Each record below should be written out again exactly.
────────────────────────────────────────
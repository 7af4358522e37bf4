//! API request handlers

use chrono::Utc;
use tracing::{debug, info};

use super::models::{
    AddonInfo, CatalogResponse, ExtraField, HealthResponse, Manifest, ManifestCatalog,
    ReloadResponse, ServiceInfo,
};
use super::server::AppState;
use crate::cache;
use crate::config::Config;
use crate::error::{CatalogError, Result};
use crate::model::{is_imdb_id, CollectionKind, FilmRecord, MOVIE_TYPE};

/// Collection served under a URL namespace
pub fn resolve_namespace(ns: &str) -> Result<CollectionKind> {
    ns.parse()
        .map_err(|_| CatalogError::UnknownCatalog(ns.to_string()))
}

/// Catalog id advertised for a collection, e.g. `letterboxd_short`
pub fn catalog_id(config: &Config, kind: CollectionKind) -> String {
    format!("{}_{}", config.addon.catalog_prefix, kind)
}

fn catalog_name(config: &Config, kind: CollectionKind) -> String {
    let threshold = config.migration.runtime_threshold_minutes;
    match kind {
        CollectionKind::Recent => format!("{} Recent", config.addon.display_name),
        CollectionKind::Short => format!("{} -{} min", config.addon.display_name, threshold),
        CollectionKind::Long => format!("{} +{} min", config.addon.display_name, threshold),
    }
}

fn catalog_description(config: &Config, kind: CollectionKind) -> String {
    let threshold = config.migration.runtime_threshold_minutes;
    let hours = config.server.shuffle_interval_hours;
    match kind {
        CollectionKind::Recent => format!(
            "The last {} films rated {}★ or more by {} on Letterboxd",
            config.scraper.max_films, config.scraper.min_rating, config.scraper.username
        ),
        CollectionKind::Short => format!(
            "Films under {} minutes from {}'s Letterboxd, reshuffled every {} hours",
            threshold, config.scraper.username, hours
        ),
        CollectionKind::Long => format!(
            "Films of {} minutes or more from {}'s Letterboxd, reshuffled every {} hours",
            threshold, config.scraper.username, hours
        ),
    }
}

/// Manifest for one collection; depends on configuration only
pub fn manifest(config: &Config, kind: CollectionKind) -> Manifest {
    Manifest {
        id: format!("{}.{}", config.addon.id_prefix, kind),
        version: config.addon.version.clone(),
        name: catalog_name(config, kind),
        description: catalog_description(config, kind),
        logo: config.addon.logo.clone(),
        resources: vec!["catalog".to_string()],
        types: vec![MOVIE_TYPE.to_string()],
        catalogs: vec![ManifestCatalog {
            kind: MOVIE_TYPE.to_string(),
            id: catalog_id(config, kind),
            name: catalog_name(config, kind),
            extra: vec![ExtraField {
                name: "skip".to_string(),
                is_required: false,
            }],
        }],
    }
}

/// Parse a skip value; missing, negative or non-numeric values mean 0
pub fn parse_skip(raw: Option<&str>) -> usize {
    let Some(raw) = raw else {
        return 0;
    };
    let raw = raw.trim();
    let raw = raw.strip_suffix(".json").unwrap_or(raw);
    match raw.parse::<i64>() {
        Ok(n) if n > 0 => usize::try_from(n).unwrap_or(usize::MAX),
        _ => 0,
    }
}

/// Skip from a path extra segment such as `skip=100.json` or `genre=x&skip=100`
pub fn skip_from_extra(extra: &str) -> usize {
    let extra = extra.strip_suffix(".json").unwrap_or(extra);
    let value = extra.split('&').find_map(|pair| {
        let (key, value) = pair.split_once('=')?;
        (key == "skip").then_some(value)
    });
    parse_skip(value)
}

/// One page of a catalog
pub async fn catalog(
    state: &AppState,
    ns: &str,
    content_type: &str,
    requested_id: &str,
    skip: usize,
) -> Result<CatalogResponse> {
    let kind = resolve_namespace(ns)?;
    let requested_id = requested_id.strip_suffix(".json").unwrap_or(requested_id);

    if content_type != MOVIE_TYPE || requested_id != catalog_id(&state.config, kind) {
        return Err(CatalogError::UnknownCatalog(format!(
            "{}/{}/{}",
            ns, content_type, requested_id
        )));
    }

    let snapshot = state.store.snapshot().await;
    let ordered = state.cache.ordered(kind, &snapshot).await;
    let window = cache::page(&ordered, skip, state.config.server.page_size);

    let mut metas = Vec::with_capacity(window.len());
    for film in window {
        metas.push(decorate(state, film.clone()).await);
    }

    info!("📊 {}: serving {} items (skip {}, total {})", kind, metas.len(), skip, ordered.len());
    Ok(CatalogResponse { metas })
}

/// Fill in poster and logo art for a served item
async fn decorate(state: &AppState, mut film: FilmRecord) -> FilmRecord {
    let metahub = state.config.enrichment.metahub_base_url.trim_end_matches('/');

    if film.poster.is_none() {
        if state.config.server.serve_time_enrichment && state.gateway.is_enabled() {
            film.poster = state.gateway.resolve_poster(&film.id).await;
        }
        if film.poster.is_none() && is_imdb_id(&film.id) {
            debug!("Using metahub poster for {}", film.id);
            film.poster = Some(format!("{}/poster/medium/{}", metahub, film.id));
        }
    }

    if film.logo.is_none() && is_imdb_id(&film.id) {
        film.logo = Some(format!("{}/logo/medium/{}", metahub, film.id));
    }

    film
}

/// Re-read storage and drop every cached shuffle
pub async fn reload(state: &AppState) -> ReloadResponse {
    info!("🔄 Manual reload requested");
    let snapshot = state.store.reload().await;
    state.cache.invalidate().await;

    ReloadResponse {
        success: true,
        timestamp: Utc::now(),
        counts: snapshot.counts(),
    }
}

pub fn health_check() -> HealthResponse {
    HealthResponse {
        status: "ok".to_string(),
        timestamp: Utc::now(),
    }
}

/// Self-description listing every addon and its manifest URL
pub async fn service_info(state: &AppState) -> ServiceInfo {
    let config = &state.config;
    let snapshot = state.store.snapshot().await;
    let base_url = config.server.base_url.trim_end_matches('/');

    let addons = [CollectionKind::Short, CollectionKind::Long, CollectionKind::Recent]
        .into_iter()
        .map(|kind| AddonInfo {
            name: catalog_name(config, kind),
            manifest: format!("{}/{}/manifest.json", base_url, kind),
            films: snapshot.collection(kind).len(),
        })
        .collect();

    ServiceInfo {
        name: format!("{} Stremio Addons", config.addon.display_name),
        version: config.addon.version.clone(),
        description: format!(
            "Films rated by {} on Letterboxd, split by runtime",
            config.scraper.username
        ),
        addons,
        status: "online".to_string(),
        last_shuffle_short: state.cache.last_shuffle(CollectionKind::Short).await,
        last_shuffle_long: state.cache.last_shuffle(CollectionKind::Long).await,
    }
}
────────────────────────────────────────
» Expected answer:
repository 7af4358522e37bf4
//! API request handlers

use chrono::Utc;
use tracing::{debug, info};

use super::models::{
    AddonInfo, CatalogResponse, ExtraField, HealthResponse, Manifest, ManifestCatalog,
    ReloadResponse, ServiceInfo,
};
use super::server::AppState;
use crate::cache;
use crate::config::Config;
use crate::error::{CatalogError, Result};
use crate::model::{is_imdb_id, CollectionKind, FilmRecord, MOVIE_TYPE};

/// Collection served under a URL namespace
pub fn resolve_namespace(ns: &str) -> Result<CollectionKind> {
    ns.parse()
        .map_err(|_| CatalogError::UnknownCatalog(ns.to_string()))
}

/// Catalog id advertised for a collection, e.g. `letterboxd_short`
pub fn catalog_id(config: &Config, kind: CollectionKind) -> String {
    format!("{}_{}", config.addon.catalog_prefix, kind)
}

fn catalog_name(config: &Config, kind: CollectionKind) -> String {
    let threshold = config.migration.runtime_threshold_minutes;
    match kind {
        CollectionKind::Recent => format!("{} Recent", config.addon.display_name),
        CollectionKind::Short => format!("{} -{} min", config.addon.display_name, threshold),
        CollectionKind::Long => format!("{} +{} min", config.addon.display_name, threshold),
    }
}

fn catalog_description(config: &Config, kind: CollectionKind) -> String {
    let threshold = config.migration.runtime_threshold_minutes;
    let hours = config.server.shuffle_interval_hours;
    match kind {
        CollectionKind::Recent => format!(
            "The last {} films rated {}★ or more by {} on Letterboxd",
            config.scraper.max_films, config.scraper.min_rating, config.scraper.username
        ),
        CollectionKind::Short => format!(
            "Films under {} minutes from {}'s Letterboxd, reshuffled every {} hours",
            threshold, config.scraper.username, hours
        ),
        CollectionKind::Long => format!(
            "Films of {} minutes or more from {}'s Letterboxd, reshuffled every {} hours",
            threshold, config.scraper.username, hours
        ),
    }
}

/// Manifest for one collection; depends on configuration only
pub fn manifest(config: &Config, kind: CollectionKind) -> Manifest {
    Manifest {
        id: format!("{}.{}", config.addon.id_prefix, kind),
        version: config.addon.version.clone(),
        name: catalog_name(config, kind),
        description: catalog_description(config, kind),
        logo: config.addon.logo.clone(),
        resources: vec!["catalog".to_string()],
        types: vec![MOVIE_TYPE.to_string()],
        catalogs: vec![ManifestCatalog {
            kind: MOVIE_TYPE.to_string(),
            id: catalog_id(config, kind),
            name: catalog_name(config, kind),
            extra: vec![ExtraField {
                name: "skip".to_string(),
                is_required: false,
            }],
        }],
    }
}

/// Parse a skip value; missing, negative or non-numeric values mean 0
pub fn parse_skip(raw: Option<&str>) -> usize {
    let Some(raw) = raw else {
        return 0;
    };
    let raw = raw.trim();
    let raw = raw.strip_suffix(".json").unwrap_or(raw);
    match raw.parse::<i64>() {
        Ok(n) if n > 0 => usize::try_from(n).unwrap_or(usize::MAX),
        _ => 0,
    }
}

/// Skip from a path extra segment such as `skip=100.json` or `genre=x&skip=100`
pub fn skip_from_extra(extra: &str) -> usize {
    let extra = extra.strip_suffix(".json").unwrap_or(extra);
    let value = extra.split('&').find_map(|pair| {
        let (key, value) = pair.split_once('=')?;
        (key == "skip").then_some(value)
    });
    parse_skip(value)
}

/// One page of a catalog
pub async fn catalog(
    state: &AppState,
    ns: &str,
    content_type: &str,
    requested_id: &str,
    skip: usize,
) -> Result<CatalogResponse> {
    let kind = resolve_namespace(ns)?;
    let requested_id = requested_id.strip_suffix(".json").unwrap_or(requested_id);

    if content_type != MOVIE_TYPE || requested_id != catalog_id(&state.config, kind) {
        return Err(CatalogError::UnknownCatalog(format!(
            "{}/{}/{}",
            ns, content_type, requested_id
        )));
    }

    let snapshot = state.store.snapshot().await;
    let ordered = state.cache.ordered(kind, &snapshot).await;
    let window = cache::page(&ordered, skip, state.config.server.page_size);

    let mut metas = Vec::with_capacity(window.len());
    for film in window {
        metas.push(decorate(state, film.clone()).await);
    }

    info!("📊 {}: serving {} items (skip {}, total {})", kind, metas.len(), skip, ordered.len());
    Ok(CatalogResponse { metas })
}

/// Fill in poster and logo art for a served item
async fn decorate(state: &AppState, mut film: FilmRecord) -> FilmRecord {
    let metahub = state.config.enrichment.metahub_base_url.trim_end_matches('/');

    if film.poster.is_none() {
        if state.config.server.serve_time_enrichment && state.gateway.is_enabled() {
            film.poster = state.gateway.resolve_poster(&film.id).await;
        }
        if film.poster.is_none() && is_imdb_id(&film.id) {
            debug!("Using metahub poster for {}", film.id);
            film.poster = Some(format!("{}/poster/medium/{}", metahub, film.id));
        }
    }

    if film.logo.is_none() && is_imdb_id(&film.id) {
        film.logo = Some(format!("{}/logo/medium/{}", metahub, film.id));
    }

    film
}

/// Re-read storage and drop every cached shuffle
pub async fn reload(state: &AppState) -> ReloadResponse {
    info!("🔄 Manual reload requested");
    let snapshot = state.store.reload().await;
    state.cache.invalidate().await;

    ReloadResponse {
        success: true,
        timestamp: Utc::now(),
        counts: snapshot.counts(),
    }
}

pub fn health_check() -> HealthResponse {
    HealthResponse {
        status: "ok".to_string(),
        timestamp: Utc::now(),
    }
}

/// Self-description listing every addon and its manifest URL
pub async fn service_info(state: &AppState) -> ServiceInfo {
    let config = &state.config;
    let snapshot = state.store.snapshot().await;
    let base_url = config.server.base_url.trim_end_matches('/');

    let addons = [CollectionKind::Short, CollectionKind::Long, CollectionKind::Recent]
        .into_iter()
        .map(|kind| AddonInfo {
            name: catalog_name(config, kind),
            manifest: format!("{}/{}/manifest.json", base_url, kind),
            films: snapshot.collection(kind).len(),
        })
        .collect();

    ServiceInfo {
        name: format!("{} Stremio Addons", config.addon.display_name),
        version: config.addon.version.clone(),
        description: format!(
            "Films rated by {} on Letterboxd, split by runtime",
            config.scraper.username
        ),
        addons,
        status: "online".to_string(),
        last_shuffle_short: state.cache.last_shuffle(CollectionKind::Short).await,
        last_shuffle_long: state.cache.last_shuffle(CollectionKind::Long).await,
    }
}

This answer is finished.